Abstract Ultraviolet radiation from sunlight is a principal cause of skin photodamage, leading to sunburn, photoaging, and skin cancers. Although numerous sunscreen materials have been developed, their performance remains limited by insufficient ultraviolet protection, low biosafety due to skin penetration of ultraviolet filters, poor skin adhesion, and a lack of therapeutic capacity for damaged tissues. Here a polyvinyl alcohol (PVA)‐based bilayer hydrogel fabricated by in situ assembly is reported. During gelation, interpenetration and cross‐linking of PVA chains at the interface fuse the two layers into an integrated structure. The resulting hydrogel exhibits exceptional ultraviolet absorption (SPF 1997.6 PA++++)—twentyfold greater than previously reported values—robust skin adhesion (317 J m −2 ), photothermally controlled transdermal drug delivery (over 12 h), and excellent biocompatibility.

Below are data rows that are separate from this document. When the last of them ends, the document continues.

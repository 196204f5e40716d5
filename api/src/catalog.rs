use crate::ingest::{IngestError, IngestErrorKind, ingest_event, value_label};
use crate::wire::EventsPayload;
use crate::{StatusInfo, Tournament};
use chrono::{DateTime, Utc};
use log::{debug, warn};
use rand::SeedableRng;
use rand::rngs::StdRng;
use rand::seq::SliceRandom;
use std::collections::{HashMap, HashSet};
use std::fmt;
use std::path::Path;

pub type CatalogResult<T> = Result<T, CatalogError>;

/// Recommended events beyond this many fall back into the general list.
pub const FEATURED_LIMIT: usize = 5;

#[derive(Debug)]
pub enum CatalogError {
    Io(std::io::Error, String),
    Parsing(serde_json::Error, String),
    NotFound(String),
}

impl fmt::Display for CatalogError {
    fn fmt(&self, f: &mut fmt::Formatter<'_>) -> fmt::Result {
        match self {
            CatalogError::Io(e, path) => write!(f, "Could not read {path}: {e}"),
            CatalogError::Parsing(e, source) => write!(f, "Parse error for {source}: {e}"),
            CatalogError::NotFound(msg) => write!(f, "Not found: {msg}"),
        }
    }
}

impl std::error::Error for CatalogError {
    fn source(&self) -> Option<&(dyn std::error::Error + 'static)> {
        match self {
            CatalogError::Io(e, _) => Some(e),
            CatalogError::Parsing(e, _) => Some(e),
            CatalogError::NotFound(_) => None,
        }
    }
}

/// Normalized snapshot of the events listing.
///
/// Everything past this point works on canonical `Tournament`s; events that
/// failed ingestion are kept aside in `rejected` so the UI can report them.
#[derive(Debug, Clone, Default)]
pub struct Catalog {
    tournaments: Vec<Tournament>,
    rejected: Vec<IngestError>,
}

/// Dashboard ordering: the featured strip, then everything else.
#[derive(Debug, Clone)]
pub struct Listing<'a> {
    pub featured: Vec<&'a Tournament>,
    pub others: Vec<&'a Tournament>,
}

impl Listing<'_> {
    pub fn len(&self) -> usize {
        self.featured.len() + self.others.len()
    }

    pub fn is_empty(&self) -> bool {
        self.len() == 0
    }

    /// Row `index` across both sections, featured first.
    pub fn get(&self, index: usize) -> Option<&Tournament> {
        self.featured
            .iter()
            .chain(self.others.iter())
            .nth(index)
            .copied()
    }
}

impl Catalog {
    pub fn new(tournaments: Vec<Tournament>) -> Self {
        Self { tournaments, rejected: Vec::new() }
    }

    /// Load an events snapshot (bare array or `{ "content": [...] }` page) from disk.
    pub fn load(path: impl AsRef<Path>) -> CatalogResult<Self> {
        let path = path.as_ref();
        let display = path.display().to_string();
        let content =
            std::fs::read_to_string(path).map_err(|e| CatalogError::Io(e, display.clone()))?;
        Self::parse(&content, &display)
    }

    pub fn from_json(json: &str) -> CatalogResult<Self> {
        Self::parse(json, "events payload")
    }

    fn parse(json: &str, source: &str) -> CatalogResult<Self> {
        let payload: EventsPayload = serde_json::from_str(json)
            .map_err(|e| CatalogError::Parsing(e, source.to_owned()))?;

        let mut catalog = Catalog::default();
        let mut seen = HashSet::new();
        for value in payload.into_events() {
            let label = value_label(&value);
            match ingest_event(value) {
                Ok(t) if !seen.insert(t.id) => {
                    let err = IngestError {
                        event: label,
                        kind: IngestErrorKind::DuplicateId(t.id),
                    };
                    warn!("skipping event from {source}: {err}");
                    catalog.rejected.push(err);
                }
                Ok(t) => catalog.tournaments.push(t),
                Err(err) => {
                    warn!("skipping event from {source}: {err}");
                    catalog.rejected.push(err);
                }
            }
        }

        debug!(
            "loaded {} tournaments from {source} ({} rejected)",
            catalog.tournaments.len(),
            catalog.rejected.len()
        );
        Ok(catalog)
    }

    pub fn tournaments(&self) -> &[Tournament] {
        &self.tournaments
    }

    pub fn rejected(&self) -> &[IngestError] {
        &self.rejected
    }

    pub fn is_empty(&self) -> bool {
        self.tournaments.is_empty()
    }

    pub fn find(&self, id: u64) -> Option<&Tournament> {
        self.tournaments.iter().find(|t| t.id == id)
    }

    pub fn get(&self, id: u64) -> CatalogResult<&Tournament> {
        self.find(id)
            .ok_or_else(|| CatalogError::NotFound(format!("tournament #{id}")))
    }

    /// Featured = first `FEATURED_LIMIT` recommended events in payload order.
    /// Others = the rest, shuffled by `seed`; the same seed always gives the same order.
    pub fn listing(&self, seed: u64) -> Listing<'_> {
        let featured: Vec<&Tournament> = self
            .tournaments
            .iter()
            .filter(|t| t.recommended)
            .take(FEATURED_LIMIT)
            .collect();
        let featured_ids: HashSet<u64> = featured.iter().map(|t| t.id).collect();

        let mut others: Vec<&Tournament> = self
            .tournaments
            .iter()
            .filter(|t| !featured_ids.contains(&t.id))
            .collect();
        let mut rng = StdRng::seed_from_u64(seed);
        others.shuffle(&mut rng);

        Listing { featured, others }
    }

    /// Resolve every badge against one snapshot of `now`.
    pub fn statuses(&self, now: DateTime<Utc>) -> HashMap<u64, StatusInfo> {
        self.tournaments
            .iter()
            .map(|t| (t.id, t.status(now)))
            .collect()
    }
}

The top layer employs template‐directed enzymatic polymerization of dopamine to produce polydopamine (PDA) nanoparticles that are firmly anchored within the PVA network. Extensive hydrogen bonding between PVA and PDA reduces the bandgap of PDA and enhances electron delocalization, markedly enhancing ultraviolet absorption. The bottom layer incorporates polysaccharides that confer robust skin adhesion and regulate drug release. This layered design enables the integration of skin protection and therapy, providing a generalizable approach for engineering complex soft materials.